Newly Elected Vinita Park Mayor Resigns, Citing Past Felony Conviction

May 9, 2018 at 7:16 am

Three days before he stunned a meeting of the Vinita Park City Council by tendering his resignation, Mayor Gerald French texted his recently vanquished electoral opponent, Ward 1 Alderman Brian Gremaud.

In the text, French urged Gremaud to attend the hastily called meeting, held Monday. "This will be VERY VERY important and will effect [sic] you tremendously," French wrote, adding, "I promise you will NOT regret coming."

French won the mayor's job on April 3, but city voters didn't know that their preferred candidate was also a convicted felon who had pleaded guilty to in 2004 to cashing counterfeit checks. Neither, it seems, did election authorities.

And that's a problem: Missouri law expressly forbids felons from holding elected office. French's decade-old conviction should have barred him from running, much less serving as mayor.

When Gremaud showed up to the Monday night meeting, he says French handed him and the other aldermen a memo stating the mayor's intent to resign.

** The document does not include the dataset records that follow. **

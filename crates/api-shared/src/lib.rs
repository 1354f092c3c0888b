//! # API Shared
//!
//! Shared utilities and definitions for the HMS APIs.
//!
//! Contains:
//! - Request/response payloads (`dto` module)
//! - Shared services like `HealthService`
//! - API token helpers used by the REST auth layer and the CLI
//!
//! Used by `hms-core`, `api-rest` and `hms-cli` for common functionality.

pub mod auth;
pub mod dto;
pub mod health;

pub use dto::*;
pub use health::HealthService;
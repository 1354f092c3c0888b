//! YAML seed files for reference data, staff accounts and report schedules.
//!
//! Seeding is idempotent: records already present (matched by code, name or email) are left
//! alone. The whole file is applied in one transaction.
//!
//! ```yaml
//! branches: [Main, Annex]
//! departments:
//!   - name: Internal Medicine
//!     code: MED
//!     wards:
//!       - name: Ward A
//!         beds: [A1, A2]
//! lab_tests:
//!   - { name: Full Blood Count, code: FBC, price_cents: 1500 }
//! drugs:
//!   - { name: Paracetamol, strength: 500mg, unit_price_cents: 20, stock_quantity: 1000 }
//! users:
//!   - { name: Admin, email: admin@example.org, role: admin }
//! report_schedules:
//!   - { report_type: daily_revenue, frequency: daily, next_run_at: "2024-01-01 06:00:00" }
//! ```

use crate::db::{parse_datetime, Database};
use crate::models::{ReportFrequency, UserRole};
use crate::repositories::master_data::{
    ensure_branch, insert_bed, insert_department, insert_drug, insert_lab_test, insert_ward,
    NewDrug,
};
use crate::repositories::reports::insert_schedule;
use crate::repositories::users::{find_by_email, insert_user};
use crate::{HmsError, HmsResult};
use rusqlite::{params, Connection, OptionalExtension};
use serde::Deserialize;
use std::path::Path;

#[derive(Debug, Default, Deserialize)]
#[serde(default, deny_unknown_fields)]
pub struct SeedFile {
    pub branches: Vec<String>,
    pub departments: Vec<SeedDepartment>,
    pub lab_tests: Vec<SeedLabTest>,
    pub drugs: Vec<SeedDrug>,
    pub users: Vec<SeedUser>,
    pub report_schedules: Vec<SeedReportSchedule>,
}

#[derive(Debug, Deserialize)]
#[serde(deny_unknown_fields)]
pub struct SeedDepartment {
    pub name: String,
    pub code: String,
    #[serde(default)]
    pub wards: Vec<SeedWard>,
}

#[derive(Debug, Deserialize)]
#[serde(deny_unknown_fields)]
pub struct SeedWard {
    pub name: String,
    #[serde(default)]
    pub beds: Vec<String>,
}

#[derive(Debug, Deserialize)]
#[serde(deny_unknown_fields)]
pub struct SeedLabTest {
    pub name: String,
    pub code: String,
    #[serde(default)]
    pub price_cents: i64,
}

#[derive(Debug, Deserialize)]
#[serde(deny_unknown_fields)]
pub struct SeedDrug {
    pub name: String,
    #[serde(default)]
    pub form: Option<String>,
    #[serde(default)]
    pub strength: Option<String>,
    #[serde(default)]
    pub unit_price_cents: i64,
    #[serde(default)]
    pub stock_quantity: i64,
}

#[derive(Debug, Deserialize)]
#[serde(deny_unknown_fields)]
pub struct SeedUser {
    pub name: String,
    pub email: String,
    pub role: UserRole,
}

#[derive(Debug, Deserialize)]
#[serde(deny_unknown_fields)]
pub struct SeedReportSchedule {
    pub report_type: String,
    pub frequency: ReportFrequency,
    #[serde(default)]
    pub branch: Option<String>,
    pub next_run_at: String,
}

/// Counts of records created by a seed run, plus tokens for new users.
#[derive(Debug, Default, Clone, PartialEq, Eq)]
pub struct SeedSummary {
    pub branches: usize,
    pub departments: usize,
    pub wards: usize,
    pub beds: usize,
    pub lab_tests: usize,
    pub drugs: usize,
    pub report_schedules: usize,
    /// `(email, api_token)` for each user created by this run.
    pub user_tokens: Vec<(String, String)>,
}

/// Parses seed YAML, reporting the path of the offending field on failure.
pub fn parse_seed(yaml_text: &str) -> HmsResult<SeedFile> {
    let deserializer = serde_yaml::Deserializer::from_str(yaml_text);
    serde_path_to_error::deserialize(deserializer).map_err(|err| {
        let path = err.path().to_string();
        let path = if path.is_empty() || path == "." {
            "<root>".to_string()
        } else {
            path
        };
        HmsError::YamlDeserialization {
            path,
            source: err.into_inner(),
        }
    })
}

pub fn load_seed(path: &Path) -> HmsResult<SeedFile> {
    let text = std::fs::read_to_string(path).map_err(HmsError::FileRead)?;
    parse_seed(&text)
}

fn lookup_id(conn: &Connection, sql: &str, key: &str) -> HmsResult<Option<i64>> {
    conn.query_row(sql, params![key], |row| row.get(0))
        .optional()
        .map_err(HmsError::from)
}

fn branch_exists(conn: &Connection, name: &str) -> HmsResult<bool> {
    Ok(lookup_id(conn, "SELECT id FROM branches WHERE name = ?1", name)?.is_some())
}

fn apply(conn: &Connection, seed: &SeedFile) -> HmsResult<SeedSummary> {
    let mut summary = SeedSummary::default();

    for name in &seed.branches {
        if !branch_exists(conn, name)? {
            ensure_branch(conn, name)?;
            summary.branches += 1;
        }
    }

    for dept in &seed.departments {
        let department_id =
            match lookup_id(conn, "SELECT id FROM departments WHERE code = ?1", &dept.code)? {
                Some(id) => id,
                None => {
                    summary.departments += 1;
                    insert_department(conn, &dept.name, &dept.code)?
                }
            };
        for ward in &dept.wards {
            let existing: Option<i64> = conn
                .query_row(
                    "SELECT id FROM wards WHERE name = ?1 AND department_id = ?2",
                    params![ward.name, department_id],
                    |row| row.get(0),
                )
                .optional()?;
            let ward_id = match existing {
                Some(id) => id,
                None => {
                    summary.wards += 1;
                    insert_ward(conn, &ward.name, Some(department_id))?
                }
            };
            for bed in &ward.beds {
                let exists: Option<i64> = conn
                    .query_row(
                        "SELECT id FROM beds WHERE ward_id = ?1 AND bed_number = ?2",
                        params![ward_id, bed],
                        |row| row.get(0),
                    )
                    .optional()?;
                if exists.is_none() {
                    insert_bed(conn, ward_id, bed)?;
                    summary.beds += 1;
                }
            }
        }
    }

    for test in &seed.lab_tests {
        if lookup_id(conn, "SELECT id FROM lab_tests WHERE code = ?1", &test.code)?.is_none() {
            insert_lab_test(conn, &test.name, &test.code, test.price_cents)?;
            summary.lab_tests += 1;
        }
    }

    for drug in &seed.drugs {
        if lookup_id(conn, "SELECT id FROM drugs WHERE name = ?1", &drug.name)?.is_none() {
            insert_drug(
                conn,
                &NewDrug {
                    name: &drug.name,
                    form: drug.form.as_deref(),
                    strength: drug.strength.as_deref(),
                    unit_price_cents: drug.unit_price_cents,
                    stock_quantity: drug.stock_quantity,
                },
            )?;
            summary.drugs += 1;
        }
    }

    for user in &seed.users {
        if find_by_email(conn, user.email.trim())?.is_none() {
            let (created, token) = insert_user(conn, &user.name, &user.email, user.role)?;
            summary.user_tokens.push((created.email, token));
        }
    }

    for schedule in &seed.report_schedules {
        let next_run_at = parse_datetime(&schedule.next_run_at)
            .map_err(|_| HmsError::validation("next_run_at", "expected YYYY-MM-DD HH:MM:SS"))?;
        let branch_id = match &schedule.branch {
            Some(name) => Some(ensure_branch(conn, name)?),
            None => None,
        };
        insert_schedule(conn, &schedule.report_type, schedule.frequency, branch_id, next_run_at)?;
        summary.report_schedules += 1;
    }

    Ok(summary)
}

/// Applies a parsed seed file atomically.
pub fn apply_seed(db: &Database, seed: &SeedFile) -> HmsResult<SeedSummary> {
    let summary = db.with_transaction(|tx| apply(tx, seed))?;
    tracing::info!(
        departments = summary.departments,
        wards = summary.wards,
        beds = summary.beds,
        lab_tests = summary.lab_tests,
        drugs = summary.drugs,
        users = summary.user_tokens.len(),
        report_schedules = summary.report_schedules,
        "seed applied"
    );
    Ok(summary)
}

#[cfg(test)]
mod tests {
    use super::*;
    use std::io::Write;

    const SEED: &str = r#"
branches: [Main]
departments:
  - name: Internal Medicine
    code: MED
    wards:
      - name: Ward A
        beds: [A1, A2]
lab_tests:
  - { name: Full Blood Count, code: FBC, price_cents: 1500 }
drugs:
  - { name: Paracetamol, strength: 500mg, unit_price_cents: 20, stock_quantity: 1000 }
users:
  - { name: Admin, email: admin@example.org, role: admin }
"#;

    #[test]
    fn seed_applies_once() {
        let db = Database::open_in_memory().unwrap();
        let seed = parse_seed(SEED).unwrap();
        let first = apply_seed(&db, &seed).unwrap();
        assert_eq!(first.departments, 1);
        assert_eq!(first.beds, 2);
        assert_eq!(first.user_tokens.len(), 1);
        assert!(first.user_tokens[0].1.starts_with("hms_"));

        let second = apply_seed(&db, &seed).unwrap();
        assert_eq!(second, SeedSummary::default());
    }

    #[test]
    fn unknown_fields_report_their_path() {
        let err = parse_seed("departments:\n  - name: X\n    code: X\n    colour: red\n").unwrap_err();
        match err {
            HmsError::YamlDeserialization { path, .. } => assert!(path.starts_with("departments[0]")),
            other => panic!("unexpected error: {other}"),
        }
    }

    #[test]
    fn invalid_role_is_rejected() {
        let err = parse_seed("users:\n  - { name: A, email: a@b.c, role: wizard }\n").unwrap_err();
        assert!(matches!(err, HmsError::YamlDeserialization { .. }));
    }

    #[test]
    fn bad_schedule_rolls_back_everything() {
        let db = Database::open_in_memory().unwrap();
        let seed = parse_seed(
            "branches: [North]\nreport_schedules:\n  - { report_type: daily_revenue, frequency: daily, next_run_at: soon }\n",
        )
        .unwrap();
        let err = apply_seed(&db, &seed).unwrap_err();
        assert_eq!(err.field(), Some("next_run_at"));
        let branches: i64 = db
            .with_conn(|c| Ok(c.query_row("SELECT COUNT(*) FROM branches", [], |r| r.get(0))?))
            .unwrap();
        assert_eq!(branches, 0);
    }

    #[test]
    fn load_seed_reads_files() {
        let mut file = tempfile::NamedTempFile::new().unwrap();
        file.write_all(SEED.as_bytes()).unwrap();
        let seed = load_seed(file.path()).unwrap();
        assert_eq!(seed.lab_tests.len(), 1);
        assert!(matches!(
            load_seed(Path::new("/definitely/missing.yaml")),
            Err(HmsError::FileRead(_))
        ));
    }
}
impl EmergencyService {
    pub fn new(db: Database) -> Self {
        Self { db }
    }

    /// Records an arrival, either for a registered patient or under a temporary identity.
    pub fn register(
        &self,
        req: &dto::RegisterEmergencyPatientReq,
    ) -> HmsResult<dto::EmergencyPatientRes> {
        let temp_name = text_field("temp_name", NonEmptyText::optional(req.temp_name.as_deref()))?;
        if req.patient_id.is_none() && temp_name.is_none() {
            return Err(HmsError::validation(
                "temp_name",
                "required when no patient_id is given",
            ));
        }
        if let Some(age) = req.temp_age {
            if !(0..=150).contains(&age) {
                return Err(HmsError::validation("temp_age", "must be between 0 and 150"));
            }
        }
        let temp_gender =
            text_field("temp_gender", NonEmptyText::optional(req.temp_gender.as_deref()))?;
        let arrival_mode =
            text_field("arrival_mode", NonEmptyText::optional(req.arrival_mode.as_deref()))?;
        let chief_complaint = text_field(
            "chief_complaint",
            NonEmptyText::optional(req.chief_complaint.as_deref()),
        )?;

        let registered = self.db.with_transaction(|tx| {
            if let Some(patient_id) = req.patient_id {
                get_patient(tx, patient_id).map_err(|_| {
                    HmsError::validation("patient_id", format!("patient {patient_id} does not exist"))
                })?;
            }
            tx.execute(
                "INSERT INTO emergency_patients
                    (patient_id, temp_name, temp_gender, temp_age, arrival_mode, chief_complaint,
                     status, arrived_at)
                 VALUES (?1, ?2, ?3, ?4, ?5, ?6, ?7, ?8)",
                params![
                    req.patient_id,
                    temp_name.as_ref().map(NonEmptyText::as_str),
                    temp_gender.as_ref().map(NonEmptyText::as_str),
                    req.temp_age,
                    arrival_mode.as_ref().map(NonEmptyText::as_str),
                    chief_complaint.as_ref().map(NonEmptyText::as_str),
                    EmergencyStatus::Waiting.as_str(),
                    fmt_datetime(&now()),
                ],
            )?;
            get_emergency_patient(tx, tx.last_insert_rowid())
        })?;
        tracing::info!(
            emergency_patient_id = registered.id,
            registered = registered.patient_id.is_some(),
            "emergency arrival recorded"
        );
        Ok(registered)
    }

    pub fn get(&self, id: i64) -> HmsResult<dto::EmergencyPatientRes> {
        self.db.with_conn(|conn| get_emergency_patient(conn, id))
    }

    /// Patients still in the department: untriaged first, then red, yellow, green, black, each
    /// group by arrival.
    pub fn board(&self) -> HmsResult<dto::EmergencyBoardRes> {
        let mut patients = self.db.with_conn(|conn| {
            let mut stmt = conn.prepare(&format!(
                "{EMERGENCY_PATIENT_SELECT} WHERE ep.status NOT IN (?1, ?2, ?3)"
            ))?;
            let rows = stmt.query_map(
                params![
                    EmergencyStatus::Admitted.as_str(),
                    EmergencyStatus::TransferredToOpd.as_str(),
                    EmergencyStatus::Discharged.as_str()
                ],
                row_to_emergency_patient,
            )?;
            rows.collect::<Result<Vec<_>, _>>().map_err(HmsError::from)
        })?;
        patients.sort_by(|a, b| {
            board_rank(a.latest_category.as_deref())
                .cmp(&board_rank(b.latest_category.as_deref()))
                .then_with(|| a.arrived_at.cmp(&b.arrived_at))
                .then_with(|| a.id.cmp(&b.id))
        });
        Ok(dto::EmergencyBoardRes { patients })
    }

    /// Stores a triage assessment and moves the patient according to the chosen disposition.
    ///
    /// An `emergency` disposition only marks waiting, triaged or OPD-pending patients as triaged;
    /// a patient already in treatment keeps that status.
    pub fn record_triage(
        &self,
        emergency_patient_id: i64,
        req: &dto::TriageReq,
        assessor: &User,
    ) -> HmsResult<dto::TriageRes> {
        let category =
            TriageCategory::parse_field("category", required("category", req.category.as_deref())?)?;
        let disposition = Disposition::parse_field(
            "disposition",
            required("disposition", req.disposition.as_deref())?,
        )?;
        let notes = text_field("notes", NonEmptyText::optional(req.notes.as_deref()))?;
        let vitals = &req.vitals;

        let assessment = self.db.with_transaction(|tx| {
            let (_, current) = open_patient(tx, emergency_patient_id)?;
            tx.execute(
                "INSERT INTO triage_assessments
                    (emergency_patient_id, category, disposition, systolic_bp, diastolic_bp,
                     heart_rate, respiratory_rate, temperature, spo2, gcs, pain_score,
                     blood_glucose, notes, assessed_by, assessed_at)
                 VALUES (?1, ?2, ?3, ?4, ?5, ?6, ?7, ?8, ?9, ?10, ?11, ?12, ?13, ?14, ?15)",
                params![
                    emergency_patient_id,
                    category.as_str(),
                    disposition.as_str(),
                    vitals.systolic_bp,
                    vitals.diastolic_bp,
                    vitals.heart_rate,
                    vitals.respiratory_rate,
                    vitals.temperature,
                    vitals.spo2,
                    vitals.gcs,
                    vitals.pain_score,
                    vitals.blood_glucose,
                    notes.as_ref().map(NonEmptyText::as_str),
                    assessor.id,
                    fmt_datetime(&now()),
                ],
            )?;
            let id = tx.last_insert_rowid();
            // Re-triage never moves a patient out of treatment back onto the waiting side.
            let next = match (disposition, current) {
                (
                    Disposition::Emergency,
                    EmergencyStatus::Waiting | EmergencyStatus::Triaged | EmergencyStatus::PendingOpd,
                ) => Some(EmergencyStatus::Triaged),
                (Disposition::Emergency, _) => None,
                (Disposition::Opd, _) => Some(EmergencyStatus::PendingOpd),
            };
            if let Some(next) = next {
                set_status(tx, emergency_patient_id, next)?;
            }
            tx.query_row(
                &format!("SELECT {TRIAGE_COLUMNS} FROM triage_assessments WHERE id = ?1"),
                params![id],
                row_to_assessment,
            )
            .map_err(HmsError::from)
        })?;

        let acuity_mismatch = category.is_critical() && disposition == Disposition::Opd;
        if acuity_mismatch {
            tracing::warn!(
                emergency_patient_id,
                category = %category,
                disposition = %disposition,
                "critical triage category routed to OPD"
            );
        }
        tracing::info!(
            emergency_patient_id,
            assessment_id = assessment.id,
            category = %category,
            disposition = %disposition,
            assessed_by = assessor.id,
            "triage recorded"
        );
        Ok(dto::TriageRes {
            assessment,
            acuity_mismatch,
        })
    }

    pub fn list_triage(&self, emergency_patient_id: i64) -> HmsResult<dto::ListTriageRes> {
        let assessments = self.db.with_conn(|conn| {
            get_emergency_patient(conn, emergency_patient_id)?;
            let mut stmt = conn.prepare(&format!(
                "SELECT {TRIAGE_COLUMNS} FROM triage_assessments
                 WHERE emergency_patient_id = ?1
                 ORDER BY assessed_at DESC, id DESC"
            ))?;
            let rows = stmt.query_map(params![emergency_patient_id], row_to_assessment)?;
            rows.collect::<Result<Vec<_>, _>>().map_err(HmsError::from)
        })?;
        Ok(dto::ListTriageRes { assessments })
    }

    /// Assigns the treating physician; a waiting or triaged patient moves into treatment.
    pub fn assign_physician(
        &self,
        emergency_patient_id: i64,
        req: &dto::AssignPhysicianReq,
    ) -> HmsResult<dto::EmergencyPatientRes> {
        let updated = self.db.with_transaction(|tx| {
            let (_, status) = open_patient(tx, emergency_patient_id)?;
            require_role(tx, "physician_id", req.physician_id, UserRole::Doctor)?;
            tx.execute(
                "UPDATE emergency_patients SET assigned_physician_id = ?1 WHERE id = ?2",
                params![req.physician_id, emergency_patient_id],
            )?;
            if matches!(status, EmergencyStatus::Waiting | EmergencyStatus::Triaged) {
                set_status(tx, emergency_patient_id, EmergencyStatus::InTreatment)?;
            }
            get_emergency_patient(tx, emergency_patient_id)
        })?;
        tracing::info!(emergency_patient_id, physician_id = req.physician_id, "physician assigned");
        Ok(updated)
    }

    /// Replaces a temporary identity with a registered patient record.
    pub fn link_patient(
        &self,
        emergency_patient_id: i64,
        req: &dto::LinkPatientReq,
    ) -> HmsResult<dto::EmergencyPatientRes> {
        self.db.with_transaction(|tx| {
            let (current, _) = open_patient(tx, emergency_patient_id)?;
            if let Some(existing) = current.patient_id {
                return Err(HmsError::Conflict(format!(
                    "emergency patient {emergency_patient_id} is already linked to patient {existing}"
                )));
            }
            get_patient(tx, req.patient_id).map_err(|_| {
                HmsError::validation("patient_id", format!("patient {} does not exist", req.patient_id))
            })?;
            tx.execute(
                "UPDATE emergency_patients SET patient_id = ?1 WHERE id = ?2",
                params![req.patient_id, emergency_patient_id],
            )?;
            get_emergency_patient(tx, emergency_patient_id)
        })
    }

    /// Books the OPD appointment for a patient whose triage disposition was `opd`.
    pub fn transfer_to_opd(
        &self,
        emergency_patient_id: i64,
        req: &dto::TransferToOpdReq,
    ) -> HmsResult<dto::AppointmentRes> {
        let scheduled_at = match req.scheduled_at.as_deref() {
            Some(raw) => parse_datetime(raw).map_err(|_| {
                HmsError::validation("scheduled_at", "expected YYYY-MM-DD HH:MM:SS")
            })?,
            None => now(),
        };
        let appointment = self.db.with_transaction(|tx| {
            let (patient, status) = open_patient(tx, emergency_patient_id)?;
            if status != EmergencyStatus::PendingOpd {
                return Err(HmsError::Conflict(format!(
                    "emergency patient {emergency_patient_id} is {status}, not pending_opd"
                )));
            }
            let patient_id = patient.patient_id.ok_or_else(|| {
                HmsError::validation(
                    "patient_id",
                    "register the patient before transferring to OPD",
                )
            })?;
            let id = insert_appointment(
                tx,
                &NewAppointment {
                    patient_id,
                    physician_id: req.physician_id,
                    department_id: req.department_id,
                    scheduled_at,
                    notes: NonEmptyText::new(format!(
                        "Referred from emergency (arrival #{emergency_patient_id})"
                    ))
                    .ok(),
                },
            )?;
            set_status(tx, emergency_patient_id, EmergencyStatus::TransferredToOpd)?;
            get_appointment(tx, id)
        })?;
        tracing::info!(
            emergency_patient_id,
            appointment_id = appointment.id,
            "emergency patient transferred to OPD"
        );
        Ok(appointment)
    }

    pub fn create_order(
        &self,
        emergency_patient_id: i64,
        req: &dto::EmergencyOrderReq,
        ordered_by: &User,
    ) -> HmsResult<dto::EmergencyOrderRes> {
        let order_type = EmergencyOrderType::parse_field(
            "order_type",
            required("order_type", req.order_type.as_deref())?,
        )?;
        let description = text_field(
            "description",
            NonEmptyText::new(req.description.as_deref().unwrap_or_default()),
        )?;
        self.db.with_transaction(|tx| {
            open_patient(tx, emergency_patient_id)?;
            tx.execute(
                "INSERT INTO emergency_orders
                    (emergency_patient_id, order_type, description, status, ordered_by, ordered_at)
                 VALUES (?1, ?2, ?3, ?4, ?5, ?6)",
                params![
                    emergency_patient_id,
                    order_type.as_str(),
                    description.as_str(),
                    EmergencyOrderStatus::Pending.as_str(),
                    ordered_by.id,
                    fmt_datetime(&now()),
                ],
            )?;
            get_order(tx, tx.last_insert_rowid())
        })
    }

    pub fn list_orders(&self, emergency_patient_id: i64) -> HmsResult<dto::ListEmergencyOrdersRes> {
        let orders = self.db.with_conn(|conn| {
            get_emergency_patient(conn, emergency_patient_id)?;
            let mut stmt = conn.prepare(&format!(
                "SELECT {ORDER_COLUMNS} FROM emergency_orders
                 WHERE emergency_patient_id = ?1 ORDER BY id"
            ))?;
            let rows = stmt.query_map(params![emergency_patient_id], row_to_order)?;
            rows.collect::<Result<Vec<_>, _>>().map_err(HmsError::from)
        })?;
        Ok(dto::ListEmergencyOrdersRes { orders })
    }

    pub fn update_order_status(
        &self,
        order_id: i64,
        req: &dto::UpdateStatusReq,
    ) -> HmsResult<dto::EmergencyOrderRes> {
        let next = EmergencyOrderStatus::parse_field("status", &req.status)?;
        self.db.with_transaction(|tx| {
            let order = get_order(tx, order_id)?;
            let current: EmergencyOrderStatus = order.status.parse()?;
            if matches!(
                current,
                EmergencyOrderStatus::Completed | EmergencyOrderStatus::Cancelled
            ) && current != next
            {
                return Err(HmsError::Conflict(format!(
                    "order {order_id} is already {current}"
                )));
            }
            tx.execute(
                "UPDATE emergency_orders SET status = ?1 WHERE id = ?2",
                params![next.as_str(), order_id],
            )?;
            get_order(tx, order_id)
        })
    }
}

At the time, Gremaud says, "We didn’t know why."

In the days leading up to the meeting, Gremaud claims he had heard rumors that French was planning to ditch the job of leading the tiny municipality, which boasts a population barely cracking 2,000. French had previously worked as the city's public works director.

"I was guessing that he was leaving because the mayor's pay was cut in half," Gremaud says. One week prior, the board approved a measure to lower the mayoral salary, slashing it from $40,00 to $20,000. (The old salary was more than double what most mayors earned in similarly sized municipalities; it was so disproportionate, it attracted the ire of Fox2's Elliott Davis, who dedicated a March 2016 "You Paid For It" segment to the outsized salary.)

"I was thinking, he’s got a family, and he was going to want his public works job back," Gremaud recalls. But at the Monday night meeting, French didn't provide any clarification for his decision. In Gremaud's telling, French simply handed in his walking papers, ranted a bit, and left.

"He kind of blasted out the whole board," Gremaud says. "He marched out in a huff, and slammed two doors behind him."

It wasn't until the next morning that Gremaud says got a straight answer from French. Over text, Gremaud asked French point-blank why he'd resigned.

French replied, "I have a felony conviction. [It's] never my intention to hurt the city, residents or employees." French added that he didn't want to "fight it" and attract further embarrassment and media attention to the city.

"I thought it best to step down," French wrote, according to a screenshot of the conversation Gremaud provided to the RFT.

According to a federal indictment, between July and August 2002 French had cashed three counterfeit checks for a total $24,800. Each of the three checks bore a "forged signature," the indictment alleged.

In February 2005, French pleaded guilty to a single count of passing a counterfeit check. He received a sentence of five year's probation and was ordered to pay restitution.

French's background wasn't a mystery to Gremaud, though he says that during the campaign he "wasn't certain" about the exact nature of French's criminal history. In any case, Gremaud chose not to air the allegation during the campaign, and the alderman ultimately lost his bid for mayor, 239-119.

Still, the day after the election, "Instead of calling him and congratulating [French]," Gremaud says, "I called the prosecuting attorney’s office."

Prosecutors apparently took note. On May 7, the Vinita Park Board of Aldermen received a memo from the city clerk: The St. Louis County Prosecuting Attorney's Office was seeking French's election filing materials from the April 3 election.

What's next for Vinita Park? City ordinances stipulate that the current board president will take over until the aldermen can nominate a new mayor, Gremaud says. Another election won't be held until April 2019.

That would mean the mayorship will fall temporarily to current board president Celeste McGee, wife of former mayor James McGee. In a Monday night text to Gremaud, French pleaded with the aldermen keep an eye on things at city hall — specifically, McGee.

"I'm praying you guys don't let McGee sit too long as acting mayor," French wrote. "The city can't take another McGee."

When Gremaud told him that she would only serve as acting mayor for two weeks, French replied, "That's still too long."

However, in speaking with RFT, Gremaud also raises the possibility of stepping into the mayor's office himself.

"Can you resign when you never should have had the office anyway? That’s what I’m trying to wrap my head around," he says. "I’m not certain about what really is the appropriate avenue that we should take. It seems like common sense says that I would get the job, but I'm not certain what the law says."

Reached by phone yesterday, French declined to comment or confirm his resignation, instead directing all questions to his lawyer. French's lawyer did not respond to messages left at his office.